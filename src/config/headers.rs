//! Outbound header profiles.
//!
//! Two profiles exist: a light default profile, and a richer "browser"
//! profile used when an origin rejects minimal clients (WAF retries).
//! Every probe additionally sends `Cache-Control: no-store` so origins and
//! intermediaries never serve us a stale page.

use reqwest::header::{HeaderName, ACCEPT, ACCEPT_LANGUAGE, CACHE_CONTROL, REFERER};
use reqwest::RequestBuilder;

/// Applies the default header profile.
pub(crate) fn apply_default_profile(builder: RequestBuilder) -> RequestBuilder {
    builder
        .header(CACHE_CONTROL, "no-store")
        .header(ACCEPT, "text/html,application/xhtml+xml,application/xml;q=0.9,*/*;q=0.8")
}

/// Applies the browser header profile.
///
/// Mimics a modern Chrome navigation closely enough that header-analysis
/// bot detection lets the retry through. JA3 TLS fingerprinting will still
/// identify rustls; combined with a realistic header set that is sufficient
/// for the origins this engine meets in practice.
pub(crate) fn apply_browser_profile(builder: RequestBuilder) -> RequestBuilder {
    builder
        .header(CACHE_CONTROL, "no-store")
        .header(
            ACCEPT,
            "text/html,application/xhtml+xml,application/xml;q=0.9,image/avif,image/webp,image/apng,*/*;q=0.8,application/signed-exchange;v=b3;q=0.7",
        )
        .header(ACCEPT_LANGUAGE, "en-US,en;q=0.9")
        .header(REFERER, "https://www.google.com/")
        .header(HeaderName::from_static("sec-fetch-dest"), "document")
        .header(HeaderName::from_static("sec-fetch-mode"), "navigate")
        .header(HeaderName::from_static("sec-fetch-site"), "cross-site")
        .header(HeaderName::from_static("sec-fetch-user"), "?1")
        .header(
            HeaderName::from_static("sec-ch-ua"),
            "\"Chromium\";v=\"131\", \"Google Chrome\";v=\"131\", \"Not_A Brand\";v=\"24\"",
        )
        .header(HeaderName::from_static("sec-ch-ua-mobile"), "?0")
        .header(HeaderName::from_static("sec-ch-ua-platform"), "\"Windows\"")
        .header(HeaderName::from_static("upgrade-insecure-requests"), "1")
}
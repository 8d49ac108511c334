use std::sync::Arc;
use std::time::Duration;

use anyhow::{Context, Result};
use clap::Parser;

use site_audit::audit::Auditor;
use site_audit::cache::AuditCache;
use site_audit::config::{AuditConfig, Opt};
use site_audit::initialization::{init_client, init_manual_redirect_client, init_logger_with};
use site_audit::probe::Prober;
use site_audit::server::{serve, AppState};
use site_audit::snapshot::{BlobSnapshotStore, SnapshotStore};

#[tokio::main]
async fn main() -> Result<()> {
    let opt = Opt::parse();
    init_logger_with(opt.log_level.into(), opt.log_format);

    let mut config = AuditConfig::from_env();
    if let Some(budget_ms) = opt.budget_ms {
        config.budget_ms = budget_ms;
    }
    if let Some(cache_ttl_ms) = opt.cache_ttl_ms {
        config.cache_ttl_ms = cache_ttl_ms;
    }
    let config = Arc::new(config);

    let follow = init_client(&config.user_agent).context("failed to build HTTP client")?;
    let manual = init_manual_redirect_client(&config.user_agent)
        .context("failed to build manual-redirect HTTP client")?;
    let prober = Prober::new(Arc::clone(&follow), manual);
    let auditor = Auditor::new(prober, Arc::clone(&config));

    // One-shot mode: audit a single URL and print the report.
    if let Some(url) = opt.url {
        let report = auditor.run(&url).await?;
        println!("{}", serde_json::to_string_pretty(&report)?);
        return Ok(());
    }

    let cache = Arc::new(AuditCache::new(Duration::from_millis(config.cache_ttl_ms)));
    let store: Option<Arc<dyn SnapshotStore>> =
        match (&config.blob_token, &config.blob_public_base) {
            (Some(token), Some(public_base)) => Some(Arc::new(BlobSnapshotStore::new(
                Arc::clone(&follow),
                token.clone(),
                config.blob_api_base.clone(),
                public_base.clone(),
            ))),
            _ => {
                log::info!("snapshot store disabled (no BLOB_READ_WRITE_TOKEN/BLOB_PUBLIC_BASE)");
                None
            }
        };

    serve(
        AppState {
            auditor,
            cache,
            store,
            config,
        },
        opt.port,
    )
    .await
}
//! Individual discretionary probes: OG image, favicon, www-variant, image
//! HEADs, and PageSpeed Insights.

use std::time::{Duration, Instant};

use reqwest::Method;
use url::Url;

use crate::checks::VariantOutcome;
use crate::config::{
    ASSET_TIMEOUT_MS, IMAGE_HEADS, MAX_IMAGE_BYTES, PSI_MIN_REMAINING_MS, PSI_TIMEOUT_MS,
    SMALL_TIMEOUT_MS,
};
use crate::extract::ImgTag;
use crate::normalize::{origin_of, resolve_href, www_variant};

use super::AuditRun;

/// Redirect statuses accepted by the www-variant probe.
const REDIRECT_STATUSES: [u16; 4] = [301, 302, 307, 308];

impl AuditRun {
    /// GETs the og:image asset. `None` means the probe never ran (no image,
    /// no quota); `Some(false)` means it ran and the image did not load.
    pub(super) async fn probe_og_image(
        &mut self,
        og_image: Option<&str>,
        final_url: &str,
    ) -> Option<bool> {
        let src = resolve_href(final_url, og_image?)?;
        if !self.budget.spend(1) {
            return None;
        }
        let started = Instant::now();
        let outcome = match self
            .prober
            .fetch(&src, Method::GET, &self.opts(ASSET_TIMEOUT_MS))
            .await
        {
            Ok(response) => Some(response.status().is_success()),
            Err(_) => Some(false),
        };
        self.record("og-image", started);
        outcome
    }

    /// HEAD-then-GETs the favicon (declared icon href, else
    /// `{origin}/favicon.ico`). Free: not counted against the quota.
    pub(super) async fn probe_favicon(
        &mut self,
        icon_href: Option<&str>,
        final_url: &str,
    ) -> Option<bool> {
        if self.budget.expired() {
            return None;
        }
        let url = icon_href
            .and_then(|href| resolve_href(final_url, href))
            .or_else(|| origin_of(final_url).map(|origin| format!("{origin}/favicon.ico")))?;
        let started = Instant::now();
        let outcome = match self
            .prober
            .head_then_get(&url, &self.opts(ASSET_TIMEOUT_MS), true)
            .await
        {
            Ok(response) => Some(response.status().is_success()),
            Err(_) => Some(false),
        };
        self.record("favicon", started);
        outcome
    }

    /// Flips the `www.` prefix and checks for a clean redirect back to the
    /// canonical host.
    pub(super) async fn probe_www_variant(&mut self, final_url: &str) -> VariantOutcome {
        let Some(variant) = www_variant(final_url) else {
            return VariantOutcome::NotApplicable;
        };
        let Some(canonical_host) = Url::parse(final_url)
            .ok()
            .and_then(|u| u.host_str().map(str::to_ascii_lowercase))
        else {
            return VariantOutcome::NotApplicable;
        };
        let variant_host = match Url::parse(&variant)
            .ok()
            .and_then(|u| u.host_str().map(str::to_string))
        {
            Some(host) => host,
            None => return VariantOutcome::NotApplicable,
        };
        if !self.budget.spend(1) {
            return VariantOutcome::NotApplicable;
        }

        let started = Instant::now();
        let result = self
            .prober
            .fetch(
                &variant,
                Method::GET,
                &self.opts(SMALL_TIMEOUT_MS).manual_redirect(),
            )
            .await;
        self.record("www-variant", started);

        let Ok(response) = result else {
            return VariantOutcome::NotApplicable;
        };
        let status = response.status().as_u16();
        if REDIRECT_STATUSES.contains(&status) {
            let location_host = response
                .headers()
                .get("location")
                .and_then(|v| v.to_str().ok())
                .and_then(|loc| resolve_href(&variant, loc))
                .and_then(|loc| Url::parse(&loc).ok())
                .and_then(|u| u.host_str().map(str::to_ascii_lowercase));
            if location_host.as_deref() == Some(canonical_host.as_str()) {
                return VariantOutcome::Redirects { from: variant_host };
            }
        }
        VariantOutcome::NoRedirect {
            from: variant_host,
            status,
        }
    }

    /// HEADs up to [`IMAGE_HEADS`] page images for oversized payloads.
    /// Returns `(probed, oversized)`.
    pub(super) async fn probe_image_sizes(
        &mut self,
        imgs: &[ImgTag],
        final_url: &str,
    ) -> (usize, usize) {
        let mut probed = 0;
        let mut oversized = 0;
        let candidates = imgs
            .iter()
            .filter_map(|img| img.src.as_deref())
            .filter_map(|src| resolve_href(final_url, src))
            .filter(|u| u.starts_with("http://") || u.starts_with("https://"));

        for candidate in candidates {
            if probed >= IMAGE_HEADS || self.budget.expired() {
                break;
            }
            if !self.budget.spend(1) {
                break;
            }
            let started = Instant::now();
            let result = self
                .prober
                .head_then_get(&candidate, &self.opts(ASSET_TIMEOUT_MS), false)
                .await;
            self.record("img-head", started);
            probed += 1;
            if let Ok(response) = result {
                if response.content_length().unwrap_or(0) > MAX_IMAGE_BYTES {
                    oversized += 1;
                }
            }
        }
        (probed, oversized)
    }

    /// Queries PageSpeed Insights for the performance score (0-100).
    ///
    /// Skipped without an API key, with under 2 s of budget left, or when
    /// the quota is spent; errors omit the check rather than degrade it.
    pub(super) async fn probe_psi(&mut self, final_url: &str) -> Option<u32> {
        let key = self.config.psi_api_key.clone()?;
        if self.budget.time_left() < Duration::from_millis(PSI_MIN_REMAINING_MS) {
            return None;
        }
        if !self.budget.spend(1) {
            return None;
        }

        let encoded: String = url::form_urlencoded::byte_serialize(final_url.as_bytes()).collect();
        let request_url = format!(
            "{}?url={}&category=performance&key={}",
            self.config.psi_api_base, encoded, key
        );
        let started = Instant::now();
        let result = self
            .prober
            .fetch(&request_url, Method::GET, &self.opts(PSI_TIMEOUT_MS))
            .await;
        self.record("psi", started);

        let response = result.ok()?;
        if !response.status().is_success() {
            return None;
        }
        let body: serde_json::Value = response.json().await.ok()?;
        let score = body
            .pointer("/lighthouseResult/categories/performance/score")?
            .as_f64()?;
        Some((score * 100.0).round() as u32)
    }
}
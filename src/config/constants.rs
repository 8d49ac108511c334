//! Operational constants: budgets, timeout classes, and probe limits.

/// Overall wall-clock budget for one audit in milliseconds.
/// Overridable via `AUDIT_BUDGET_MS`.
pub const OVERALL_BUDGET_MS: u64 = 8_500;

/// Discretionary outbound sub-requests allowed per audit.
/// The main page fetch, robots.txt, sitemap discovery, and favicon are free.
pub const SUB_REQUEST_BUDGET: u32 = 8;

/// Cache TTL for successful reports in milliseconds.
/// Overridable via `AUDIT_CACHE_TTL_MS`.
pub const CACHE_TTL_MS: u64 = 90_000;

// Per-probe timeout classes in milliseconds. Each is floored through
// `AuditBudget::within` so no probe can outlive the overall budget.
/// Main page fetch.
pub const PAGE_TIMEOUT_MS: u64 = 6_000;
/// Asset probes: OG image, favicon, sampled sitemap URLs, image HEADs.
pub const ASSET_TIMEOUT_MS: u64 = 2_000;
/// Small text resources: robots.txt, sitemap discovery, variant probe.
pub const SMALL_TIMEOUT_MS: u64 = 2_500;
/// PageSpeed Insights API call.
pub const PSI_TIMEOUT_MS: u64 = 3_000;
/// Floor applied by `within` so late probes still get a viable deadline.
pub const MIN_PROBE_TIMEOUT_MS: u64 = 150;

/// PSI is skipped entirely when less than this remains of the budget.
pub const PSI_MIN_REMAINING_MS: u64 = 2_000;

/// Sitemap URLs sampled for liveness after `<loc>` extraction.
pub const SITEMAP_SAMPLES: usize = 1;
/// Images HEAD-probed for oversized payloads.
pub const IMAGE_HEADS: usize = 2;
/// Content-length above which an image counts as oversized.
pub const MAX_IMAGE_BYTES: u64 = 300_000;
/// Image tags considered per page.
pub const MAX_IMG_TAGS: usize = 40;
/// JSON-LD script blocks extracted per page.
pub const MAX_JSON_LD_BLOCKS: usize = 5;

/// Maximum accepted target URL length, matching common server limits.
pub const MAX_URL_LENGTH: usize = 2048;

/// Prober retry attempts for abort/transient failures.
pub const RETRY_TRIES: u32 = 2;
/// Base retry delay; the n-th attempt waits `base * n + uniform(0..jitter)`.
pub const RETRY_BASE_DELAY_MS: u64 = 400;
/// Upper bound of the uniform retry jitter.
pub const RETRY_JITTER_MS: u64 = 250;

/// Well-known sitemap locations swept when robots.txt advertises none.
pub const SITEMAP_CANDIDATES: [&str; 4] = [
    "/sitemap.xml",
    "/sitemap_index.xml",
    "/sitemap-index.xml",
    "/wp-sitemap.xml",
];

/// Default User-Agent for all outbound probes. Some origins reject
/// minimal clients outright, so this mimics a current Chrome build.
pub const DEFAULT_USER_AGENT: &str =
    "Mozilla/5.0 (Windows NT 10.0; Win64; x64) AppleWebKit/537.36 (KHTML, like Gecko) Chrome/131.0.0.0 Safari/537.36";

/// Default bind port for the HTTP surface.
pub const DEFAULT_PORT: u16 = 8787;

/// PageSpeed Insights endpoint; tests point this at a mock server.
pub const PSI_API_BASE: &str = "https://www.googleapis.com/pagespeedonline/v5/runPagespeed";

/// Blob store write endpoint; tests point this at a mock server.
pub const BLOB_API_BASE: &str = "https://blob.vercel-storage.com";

# # # #

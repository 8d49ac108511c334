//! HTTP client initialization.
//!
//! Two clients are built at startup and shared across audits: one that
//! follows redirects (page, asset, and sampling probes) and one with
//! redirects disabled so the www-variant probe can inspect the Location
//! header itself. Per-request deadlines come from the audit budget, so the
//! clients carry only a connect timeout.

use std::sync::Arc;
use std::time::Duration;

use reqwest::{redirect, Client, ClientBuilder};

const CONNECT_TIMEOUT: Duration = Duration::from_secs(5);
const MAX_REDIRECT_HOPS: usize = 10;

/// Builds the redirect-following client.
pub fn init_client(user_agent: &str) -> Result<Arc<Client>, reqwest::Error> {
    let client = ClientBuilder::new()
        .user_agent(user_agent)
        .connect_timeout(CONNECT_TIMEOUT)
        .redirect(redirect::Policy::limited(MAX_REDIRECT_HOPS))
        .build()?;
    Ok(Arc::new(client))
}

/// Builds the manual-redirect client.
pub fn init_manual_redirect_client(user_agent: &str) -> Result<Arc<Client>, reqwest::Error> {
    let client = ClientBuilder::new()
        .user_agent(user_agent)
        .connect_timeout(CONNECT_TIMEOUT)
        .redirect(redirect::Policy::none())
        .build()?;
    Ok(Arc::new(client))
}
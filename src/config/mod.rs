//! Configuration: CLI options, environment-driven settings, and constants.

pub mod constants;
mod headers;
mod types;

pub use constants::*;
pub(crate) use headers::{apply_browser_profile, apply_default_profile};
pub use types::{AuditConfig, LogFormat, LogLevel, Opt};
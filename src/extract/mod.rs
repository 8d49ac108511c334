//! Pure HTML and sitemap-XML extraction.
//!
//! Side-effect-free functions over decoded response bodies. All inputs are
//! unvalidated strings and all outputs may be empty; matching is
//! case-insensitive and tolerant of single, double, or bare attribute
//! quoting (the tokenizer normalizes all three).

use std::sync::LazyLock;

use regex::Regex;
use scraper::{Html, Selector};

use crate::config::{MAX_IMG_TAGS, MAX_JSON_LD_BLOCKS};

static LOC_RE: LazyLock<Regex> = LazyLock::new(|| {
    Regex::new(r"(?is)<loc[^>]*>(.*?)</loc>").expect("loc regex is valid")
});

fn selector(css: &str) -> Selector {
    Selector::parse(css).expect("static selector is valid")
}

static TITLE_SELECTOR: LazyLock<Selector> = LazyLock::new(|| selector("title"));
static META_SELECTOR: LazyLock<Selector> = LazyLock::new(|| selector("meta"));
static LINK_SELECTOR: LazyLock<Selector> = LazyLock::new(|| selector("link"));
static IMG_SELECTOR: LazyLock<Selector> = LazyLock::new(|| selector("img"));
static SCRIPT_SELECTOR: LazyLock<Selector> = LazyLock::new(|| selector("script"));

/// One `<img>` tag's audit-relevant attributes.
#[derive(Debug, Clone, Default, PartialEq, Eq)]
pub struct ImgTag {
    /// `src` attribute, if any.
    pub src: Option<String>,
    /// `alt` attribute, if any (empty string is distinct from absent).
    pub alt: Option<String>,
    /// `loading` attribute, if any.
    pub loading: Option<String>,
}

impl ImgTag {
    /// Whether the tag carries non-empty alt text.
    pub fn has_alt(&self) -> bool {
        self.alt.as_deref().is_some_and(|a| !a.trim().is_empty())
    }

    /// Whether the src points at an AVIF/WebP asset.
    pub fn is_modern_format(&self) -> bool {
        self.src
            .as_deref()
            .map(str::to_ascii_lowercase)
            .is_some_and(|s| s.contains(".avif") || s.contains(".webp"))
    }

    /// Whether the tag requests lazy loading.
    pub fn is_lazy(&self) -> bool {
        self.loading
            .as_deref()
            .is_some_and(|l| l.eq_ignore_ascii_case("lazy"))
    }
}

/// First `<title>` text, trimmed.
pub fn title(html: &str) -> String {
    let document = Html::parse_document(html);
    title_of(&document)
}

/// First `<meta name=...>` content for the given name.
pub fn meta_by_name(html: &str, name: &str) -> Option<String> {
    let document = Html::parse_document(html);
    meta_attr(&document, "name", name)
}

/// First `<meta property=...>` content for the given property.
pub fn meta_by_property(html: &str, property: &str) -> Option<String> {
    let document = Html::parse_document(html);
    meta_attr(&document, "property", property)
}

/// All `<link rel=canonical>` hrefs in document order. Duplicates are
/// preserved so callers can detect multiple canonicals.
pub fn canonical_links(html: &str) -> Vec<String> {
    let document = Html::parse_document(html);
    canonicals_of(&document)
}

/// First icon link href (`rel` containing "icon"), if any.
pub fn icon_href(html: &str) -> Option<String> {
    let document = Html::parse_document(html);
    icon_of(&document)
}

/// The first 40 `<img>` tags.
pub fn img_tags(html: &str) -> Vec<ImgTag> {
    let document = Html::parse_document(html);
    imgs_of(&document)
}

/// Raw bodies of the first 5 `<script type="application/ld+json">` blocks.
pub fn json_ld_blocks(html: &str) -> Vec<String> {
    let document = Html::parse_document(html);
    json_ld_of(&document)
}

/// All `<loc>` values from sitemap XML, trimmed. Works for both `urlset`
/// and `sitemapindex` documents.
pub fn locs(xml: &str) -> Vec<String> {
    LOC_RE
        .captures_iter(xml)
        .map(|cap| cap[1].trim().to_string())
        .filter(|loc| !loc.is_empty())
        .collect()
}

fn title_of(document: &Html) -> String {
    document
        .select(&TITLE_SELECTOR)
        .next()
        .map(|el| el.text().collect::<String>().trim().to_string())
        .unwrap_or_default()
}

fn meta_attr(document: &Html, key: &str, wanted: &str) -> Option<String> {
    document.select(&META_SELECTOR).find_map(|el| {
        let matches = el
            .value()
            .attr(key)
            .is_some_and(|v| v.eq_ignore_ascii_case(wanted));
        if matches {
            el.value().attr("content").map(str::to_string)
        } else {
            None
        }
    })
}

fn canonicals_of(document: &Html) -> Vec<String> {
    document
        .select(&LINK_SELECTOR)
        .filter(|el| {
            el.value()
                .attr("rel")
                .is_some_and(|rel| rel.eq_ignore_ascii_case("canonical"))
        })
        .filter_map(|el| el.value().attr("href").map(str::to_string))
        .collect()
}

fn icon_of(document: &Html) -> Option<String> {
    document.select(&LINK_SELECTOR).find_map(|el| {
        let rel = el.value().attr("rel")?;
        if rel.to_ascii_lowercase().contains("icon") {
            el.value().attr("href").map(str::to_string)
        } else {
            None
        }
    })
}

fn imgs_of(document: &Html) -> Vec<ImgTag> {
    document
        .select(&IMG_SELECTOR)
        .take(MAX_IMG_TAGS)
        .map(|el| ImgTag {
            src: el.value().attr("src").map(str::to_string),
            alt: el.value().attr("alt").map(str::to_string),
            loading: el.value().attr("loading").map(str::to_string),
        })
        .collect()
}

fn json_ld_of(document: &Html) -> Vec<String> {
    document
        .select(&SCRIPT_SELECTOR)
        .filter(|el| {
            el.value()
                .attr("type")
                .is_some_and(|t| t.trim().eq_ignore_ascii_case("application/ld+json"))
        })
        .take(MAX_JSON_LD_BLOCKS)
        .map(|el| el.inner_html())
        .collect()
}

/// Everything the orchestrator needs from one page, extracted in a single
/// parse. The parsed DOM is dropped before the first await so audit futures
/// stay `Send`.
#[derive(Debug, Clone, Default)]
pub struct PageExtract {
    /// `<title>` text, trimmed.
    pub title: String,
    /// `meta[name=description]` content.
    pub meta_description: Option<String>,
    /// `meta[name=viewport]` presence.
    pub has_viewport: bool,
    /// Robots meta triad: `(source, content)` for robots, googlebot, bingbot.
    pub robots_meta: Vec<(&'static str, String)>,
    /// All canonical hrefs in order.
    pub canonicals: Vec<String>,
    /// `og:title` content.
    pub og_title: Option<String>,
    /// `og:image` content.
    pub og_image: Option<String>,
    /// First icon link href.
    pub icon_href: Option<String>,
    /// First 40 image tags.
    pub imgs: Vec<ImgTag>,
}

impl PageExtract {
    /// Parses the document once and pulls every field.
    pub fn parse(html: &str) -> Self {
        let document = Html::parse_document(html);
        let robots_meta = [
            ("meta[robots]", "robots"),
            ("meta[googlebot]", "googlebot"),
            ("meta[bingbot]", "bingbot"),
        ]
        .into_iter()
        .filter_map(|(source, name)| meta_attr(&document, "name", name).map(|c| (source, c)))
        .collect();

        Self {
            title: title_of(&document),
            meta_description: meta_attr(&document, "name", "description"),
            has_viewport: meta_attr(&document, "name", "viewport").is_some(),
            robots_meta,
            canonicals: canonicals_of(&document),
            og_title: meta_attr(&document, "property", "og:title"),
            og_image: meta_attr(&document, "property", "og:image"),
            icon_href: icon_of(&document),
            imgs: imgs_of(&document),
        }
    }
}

# # # #

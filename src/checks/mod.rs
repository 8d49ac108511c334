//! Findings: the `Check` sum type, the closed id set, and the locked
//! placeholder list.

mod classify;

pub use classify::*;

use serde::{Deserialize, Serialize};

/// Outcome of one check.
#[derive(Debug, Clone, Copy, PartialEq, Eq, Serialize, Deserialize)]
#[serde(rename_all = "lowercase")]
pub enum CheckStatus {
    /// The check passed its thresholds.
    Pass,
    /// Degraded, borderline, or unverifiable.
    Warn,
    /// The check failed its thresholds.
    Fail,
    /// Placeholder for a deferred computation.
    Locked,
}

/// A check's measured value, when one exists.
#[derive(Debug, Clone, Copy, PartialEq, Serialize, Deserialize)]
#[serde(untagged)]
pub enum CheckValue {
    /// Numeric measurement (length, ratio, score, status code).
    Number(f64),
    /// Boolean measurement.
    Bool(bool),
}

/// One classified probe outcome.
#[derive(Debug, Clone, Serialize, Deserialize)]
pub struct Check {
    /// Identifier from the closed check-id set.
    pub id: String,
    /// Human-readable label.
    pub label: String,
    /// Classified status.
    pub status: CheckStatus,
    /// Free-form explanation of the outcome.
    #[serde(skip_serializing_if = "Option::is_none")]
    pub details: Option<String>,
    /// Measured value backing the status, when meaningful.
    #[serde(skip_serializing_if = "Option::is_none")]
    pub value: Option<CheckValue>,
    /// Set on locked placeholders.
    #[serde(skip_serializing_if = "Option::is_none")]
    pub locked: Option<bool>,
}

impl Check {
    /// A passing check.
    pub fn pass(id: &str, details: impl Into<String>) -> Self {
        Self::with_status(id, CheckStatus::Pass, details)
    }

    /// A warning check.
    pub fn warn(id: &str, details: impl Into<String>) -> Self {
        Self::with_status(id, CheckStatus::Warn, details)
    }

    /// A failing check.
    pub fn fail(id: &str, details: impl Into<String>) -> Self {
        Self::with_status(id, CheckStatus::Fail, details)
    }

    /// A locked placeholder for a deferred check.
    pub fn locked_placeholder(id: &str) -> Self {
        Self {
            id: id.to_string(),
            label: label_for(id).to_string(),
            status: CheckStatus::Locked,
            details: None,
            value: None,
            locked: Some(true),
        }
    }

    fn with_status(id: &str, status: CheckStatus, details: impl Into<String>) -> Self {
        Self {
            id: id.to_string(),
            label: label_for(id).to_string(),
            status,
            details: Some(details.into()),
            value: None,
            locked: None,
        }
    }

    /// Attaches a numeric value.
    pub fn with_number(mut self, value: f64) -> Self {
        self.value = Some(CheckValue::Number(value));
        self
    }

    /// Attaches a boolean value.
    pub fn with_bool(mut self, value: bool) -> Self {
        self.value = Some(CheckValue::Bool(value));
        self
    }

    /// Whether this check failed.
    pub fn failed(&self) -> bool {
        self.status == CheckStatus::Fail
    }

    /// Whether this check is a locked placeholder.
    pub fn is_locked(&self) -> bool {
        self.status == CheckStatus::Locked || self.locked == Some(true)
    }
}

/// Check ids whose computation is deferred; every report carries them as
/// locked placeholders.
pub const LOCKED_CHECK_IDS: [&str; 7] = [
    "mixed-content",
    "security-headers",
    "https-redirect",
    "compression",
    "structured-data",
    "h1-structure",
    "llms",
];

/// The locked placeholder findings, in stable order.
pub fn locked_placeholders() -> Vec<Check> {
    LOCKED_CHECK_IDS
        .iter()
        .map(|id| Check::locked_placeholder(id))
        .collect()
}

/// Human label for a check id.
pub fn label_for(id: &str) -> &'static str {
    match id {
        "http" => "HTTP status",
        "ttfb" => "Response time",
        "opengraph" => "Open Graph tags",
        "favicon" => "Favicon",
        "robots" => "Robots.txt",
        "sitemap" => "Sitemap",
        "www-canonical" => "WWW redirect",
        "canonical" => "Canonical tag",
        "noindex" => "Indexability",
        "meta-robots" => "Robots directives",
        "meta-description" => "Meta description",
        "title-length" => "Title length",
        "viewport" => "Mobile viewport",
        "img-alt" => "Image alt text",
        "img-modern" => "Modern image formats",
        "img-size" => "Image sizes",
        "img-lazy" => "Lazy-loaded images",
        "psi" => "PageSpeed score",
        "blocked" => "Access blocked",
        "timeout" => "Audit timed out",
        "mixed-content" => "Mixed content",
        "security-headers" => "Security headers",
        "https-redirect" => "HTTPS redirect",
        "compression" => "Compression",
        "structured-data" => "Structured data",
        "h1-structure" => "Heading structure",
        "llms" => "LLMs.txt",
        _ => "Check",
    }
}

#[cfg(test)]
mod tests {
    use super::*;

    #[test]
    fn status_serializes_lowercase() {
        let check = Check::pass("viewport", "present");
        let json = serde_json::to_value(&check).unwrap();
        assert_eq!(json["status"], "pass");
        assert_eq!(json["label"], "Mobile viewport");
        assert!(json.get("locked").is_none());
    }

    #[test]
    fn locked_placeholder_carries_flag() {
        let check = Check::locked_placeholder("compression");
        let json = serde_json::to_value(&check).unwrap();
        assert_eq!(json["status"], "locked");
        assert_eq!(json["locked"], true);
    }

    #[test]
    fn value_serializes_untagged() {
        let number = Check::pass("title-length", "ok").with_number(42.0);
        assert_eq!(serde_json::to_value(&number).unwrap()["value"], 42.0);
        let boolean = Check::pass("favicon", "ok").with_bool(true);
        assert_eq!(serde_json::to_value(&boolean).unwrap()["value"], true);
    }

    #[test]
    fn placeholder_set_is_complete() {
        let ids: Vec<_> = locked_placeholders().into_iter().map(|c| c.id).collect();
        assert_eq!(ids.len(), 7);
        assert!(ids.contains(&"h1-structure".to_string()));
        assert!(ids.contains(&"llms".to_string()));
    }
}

# # # #

■ **Task brief**:
Print, from the entries above, the line with "use site_audit::audit::Auditor;", the line with "if let Some(cache_ttl_ms)" and all lines between them, exactly and with nothing else.

■ **Written reply**:
use site_audit::audit::Auditor;
use site_audit::cache::AuditCache;
use site_audit::config::{AuditConfig, Opt};
use site_audit::initialization::{init_client, init_manual_redirect_client, init_logger_with};
use site_audit::probe::Prober;
use site_audit::server::{serve, AppState};
use site_audit::snapshot::{BlobSnapshotStore, SnapshotStore};

#[tokio::main]
async fn main() -> Result<()> {
    let opt = Opt::parse();
    init_logger_with(opt.log_level.into(), opt.log_format);

    let mut config = AuditConfig::from_env();
    if let Some(budget_ms) = opt.budget_ms {
        config.budget_ms = budget_ms;
    }
    if let Some(cache_ttl_ms) = opt.cache_ttl_ms {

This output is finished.